What you need to do:
Using the records below, filter for lines that contain the string "cleaned" and copy them out.

Information supplied:

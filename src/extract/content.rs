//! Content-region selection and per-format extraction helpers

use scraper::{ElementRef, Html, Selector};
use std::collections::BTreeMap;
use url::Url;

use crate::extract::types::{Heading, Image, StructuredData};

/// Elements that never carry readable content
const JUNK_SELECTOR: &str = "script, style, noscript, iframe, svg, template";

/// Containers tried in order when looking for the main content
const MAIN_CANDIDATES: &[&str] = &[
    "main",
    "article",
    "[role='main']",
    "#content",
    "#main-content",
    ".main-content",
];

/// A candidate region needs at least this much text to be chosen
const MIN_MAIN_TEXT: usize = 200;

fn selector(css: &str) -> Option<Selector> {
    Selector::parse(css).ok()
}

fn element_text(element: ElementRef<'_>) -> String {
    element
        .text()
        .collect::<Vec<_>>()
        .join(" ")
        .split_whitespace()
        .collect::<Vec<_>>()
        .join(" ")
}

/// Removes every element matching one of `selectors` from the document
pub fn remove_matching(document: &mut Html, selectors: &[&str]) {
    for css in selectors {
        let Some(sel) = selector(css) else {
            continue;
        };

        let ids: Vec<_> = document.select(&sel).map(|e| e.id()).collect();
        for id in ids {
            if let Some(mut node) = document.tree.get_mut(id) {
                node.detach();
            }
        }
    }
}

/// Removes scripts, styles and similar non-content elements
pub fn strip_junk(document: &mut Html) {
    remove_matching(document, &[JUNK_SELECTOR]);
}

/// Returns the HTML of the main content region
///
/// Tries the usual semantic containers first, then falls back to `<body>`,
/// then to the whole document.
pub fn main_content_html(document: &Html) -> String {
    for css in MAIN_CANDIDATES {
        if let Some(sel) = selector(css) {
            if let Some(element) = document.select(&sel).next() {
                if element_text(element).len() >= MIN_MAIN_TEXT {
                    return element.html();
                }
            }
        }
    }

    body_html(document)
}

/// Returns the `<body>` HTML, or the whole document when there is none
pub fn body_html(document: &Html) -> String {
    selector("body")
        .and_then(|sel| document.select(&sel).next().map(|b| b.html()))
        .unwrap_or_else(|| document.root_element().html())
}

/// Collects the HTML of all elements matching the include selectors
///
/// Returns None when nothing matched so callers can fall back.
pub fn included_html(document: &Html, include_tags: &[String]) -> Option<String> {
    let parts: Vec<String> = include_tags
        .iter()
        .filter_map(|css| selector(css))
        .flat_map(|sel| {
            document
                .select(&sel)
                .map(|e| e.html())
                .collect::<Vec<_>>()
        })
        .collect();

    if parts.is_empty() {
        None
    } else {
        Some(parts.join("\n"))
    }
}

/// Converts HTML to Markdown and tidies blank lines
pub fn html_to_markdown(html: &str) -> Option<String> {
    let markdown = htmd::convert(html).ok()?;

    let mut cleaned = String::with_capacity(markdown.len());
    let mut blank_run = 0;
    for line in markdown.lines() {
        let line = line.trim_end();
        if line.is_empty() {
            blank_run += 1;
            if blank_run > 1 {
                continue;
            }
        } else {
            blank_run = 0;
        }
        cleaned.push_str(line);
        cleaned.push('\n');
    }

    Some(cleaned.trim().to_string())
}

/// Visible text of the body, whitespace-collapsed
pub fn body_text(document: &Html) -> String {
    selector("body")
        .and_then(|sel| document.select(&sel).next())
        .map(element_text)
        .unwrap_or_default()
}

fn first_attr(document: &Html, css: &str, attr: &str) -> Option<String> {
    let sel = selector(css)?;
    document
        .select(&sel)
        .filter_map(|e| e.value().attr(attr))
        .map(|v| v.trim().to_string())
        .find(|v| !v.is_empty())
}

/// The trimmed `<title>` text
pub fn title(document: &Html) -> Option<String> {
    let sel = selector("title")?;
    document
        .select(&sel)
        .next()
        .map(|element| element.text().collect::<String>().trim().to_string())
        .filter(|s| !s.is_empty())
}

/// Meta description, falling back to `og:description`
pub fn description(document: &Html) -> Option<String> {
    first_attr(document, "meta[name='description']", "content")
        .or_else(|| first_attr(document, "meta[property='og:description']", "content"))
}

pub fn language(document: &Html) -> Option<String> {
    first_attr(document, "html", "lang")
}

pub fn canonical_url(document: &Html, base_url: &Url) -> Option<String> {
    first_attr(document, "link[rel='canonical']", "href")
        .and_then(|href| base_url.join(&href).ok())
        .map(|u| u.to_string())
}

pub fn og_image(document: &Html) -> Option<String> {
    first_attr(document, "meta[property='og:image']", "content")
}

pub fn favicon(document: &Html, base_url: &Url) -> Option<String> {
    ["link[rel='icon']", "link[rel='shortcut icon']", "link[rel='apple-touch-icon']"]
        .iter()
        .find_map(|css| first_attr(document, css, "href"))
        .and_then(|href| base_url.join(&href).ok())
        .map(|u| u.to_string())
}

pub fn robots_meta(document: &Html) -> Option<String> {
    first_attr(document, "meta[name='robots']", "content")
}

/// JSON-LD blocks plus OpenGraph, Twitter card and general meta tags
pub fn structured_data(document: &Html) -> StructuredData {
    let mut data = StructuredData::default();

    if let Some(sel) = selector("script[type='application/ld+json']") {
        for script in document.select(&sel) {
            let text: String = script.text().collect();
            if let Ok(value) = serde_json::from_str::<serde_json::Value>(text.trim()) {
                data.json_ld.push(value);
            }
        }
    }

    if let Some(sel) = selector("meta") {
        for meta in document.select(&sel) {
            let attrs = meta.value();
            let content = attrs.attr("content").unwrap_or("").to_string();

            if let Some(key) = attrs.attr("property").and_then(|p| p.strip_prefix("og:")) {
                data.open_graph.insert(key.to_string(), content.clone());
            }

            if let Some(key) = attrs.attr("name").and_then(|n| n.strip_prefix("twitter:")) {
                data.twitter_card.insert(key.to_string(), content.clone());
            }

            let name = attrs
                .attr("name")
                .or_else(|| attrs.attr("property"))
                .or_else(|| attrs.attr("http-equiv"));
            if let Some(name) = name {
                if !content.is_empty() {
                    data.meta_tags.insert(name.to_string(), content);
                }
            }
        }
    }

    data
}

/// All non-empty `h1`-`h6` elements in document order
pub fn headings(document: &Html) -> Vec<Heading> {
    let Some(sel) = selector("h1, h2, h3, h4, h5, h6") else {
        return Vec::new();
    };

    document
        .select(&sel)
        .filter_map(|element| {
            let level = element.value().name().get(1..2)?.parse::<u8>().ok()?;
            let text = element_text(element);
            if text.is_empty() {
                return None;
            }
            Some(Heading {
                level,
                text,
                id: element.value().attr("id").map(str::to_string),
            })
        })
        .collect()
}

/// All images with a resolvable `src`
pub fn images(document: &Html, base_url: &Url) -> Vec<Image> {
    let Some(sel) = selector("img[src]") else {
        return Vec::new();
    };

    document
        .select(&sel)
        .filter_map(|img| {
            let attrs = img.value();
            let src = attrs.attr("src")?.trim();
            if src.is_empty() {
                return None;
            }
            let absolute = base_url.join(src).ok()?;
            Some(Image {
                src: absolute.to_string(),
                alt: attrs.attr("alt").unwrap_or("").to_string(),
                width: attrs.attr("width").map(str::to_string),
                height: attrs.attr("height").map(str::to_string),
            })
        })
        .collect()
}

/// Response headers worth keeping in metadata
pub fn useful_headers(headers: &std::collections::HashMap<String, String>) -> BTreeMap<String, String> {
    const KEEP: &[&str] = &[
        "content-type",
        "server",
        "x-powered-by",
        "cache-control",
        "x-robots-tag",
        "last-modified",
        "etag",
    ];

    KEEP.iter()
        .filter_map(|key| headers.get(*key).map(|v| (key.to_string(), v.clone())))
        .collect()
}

...

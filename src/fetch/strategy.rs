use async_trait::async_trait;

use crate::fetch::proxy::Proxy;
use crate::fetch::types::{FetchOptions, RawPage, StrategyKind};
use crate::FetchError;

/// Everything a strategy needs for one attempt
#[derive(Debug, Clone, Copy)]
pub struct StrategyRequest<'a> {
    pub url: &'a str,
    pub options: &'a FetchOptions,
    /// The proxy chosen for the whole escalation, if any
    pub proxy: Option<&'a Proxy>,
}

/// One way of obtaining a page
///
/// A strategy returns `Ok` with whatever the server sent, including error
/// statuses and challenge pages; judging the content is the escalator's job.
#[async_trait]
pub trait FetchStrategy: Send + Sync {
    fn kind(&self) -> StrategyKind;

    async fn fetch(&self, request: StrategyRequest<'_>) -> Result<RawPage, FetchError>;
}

==

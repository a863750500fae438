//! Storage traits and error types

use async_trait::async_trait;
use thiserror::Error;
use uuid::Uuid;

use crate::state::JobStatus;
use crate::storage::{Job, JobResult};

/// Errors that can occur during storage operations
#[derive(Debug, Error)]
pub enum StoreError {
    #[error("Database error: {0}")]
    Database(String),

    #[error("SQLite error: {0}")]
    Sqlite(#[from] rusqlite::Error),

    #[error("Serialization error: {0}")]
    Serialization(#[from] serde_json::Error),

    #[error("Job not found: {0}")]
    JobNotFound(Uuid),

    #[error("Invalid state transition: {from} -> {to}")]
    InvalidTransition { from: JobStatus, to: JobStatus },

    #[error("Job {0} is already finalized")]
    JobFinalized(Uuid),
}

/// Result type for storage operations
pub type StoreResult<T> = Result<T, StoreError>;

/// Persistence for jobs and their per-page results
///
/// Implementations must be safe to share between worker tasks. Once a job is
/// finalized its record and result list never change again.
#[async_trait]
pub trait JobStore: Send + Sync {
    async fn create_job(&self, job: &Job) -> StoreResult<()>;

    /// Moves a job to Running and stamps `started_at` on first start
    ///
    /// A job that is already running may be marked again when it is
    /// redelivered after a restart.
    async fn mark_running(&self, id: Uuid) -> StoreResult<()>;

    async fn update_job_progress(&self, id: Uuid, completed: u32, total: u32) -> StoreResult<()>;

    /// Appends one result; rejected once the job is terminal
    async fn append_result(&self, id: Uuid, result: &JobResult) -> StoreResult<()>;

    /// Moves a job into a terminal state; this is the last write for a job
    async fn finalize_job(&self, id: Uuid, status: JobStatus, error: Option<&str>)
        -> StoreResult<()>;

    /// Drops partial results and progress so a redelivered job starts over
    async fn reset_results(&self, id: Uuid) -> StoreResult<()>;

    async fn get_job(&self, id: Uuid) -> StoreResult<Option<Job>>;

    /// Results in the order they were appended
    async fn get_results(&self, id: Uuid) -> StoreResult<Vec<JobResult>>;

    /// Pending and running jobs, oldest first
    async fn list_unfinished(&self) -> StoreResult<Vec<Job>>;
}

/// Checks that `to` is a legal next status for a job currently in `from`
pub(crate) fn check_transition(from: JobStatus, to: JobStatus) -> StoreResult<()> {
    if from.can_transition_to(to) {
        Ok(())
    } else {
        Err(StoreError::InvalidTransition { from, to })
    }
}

Answer section:
    let mut cleaned = String::with_capacity(markdown.len());
        cleaned.push_str(line);
        cleaned.push('\n');
    Some(cleaned.trim().to_string())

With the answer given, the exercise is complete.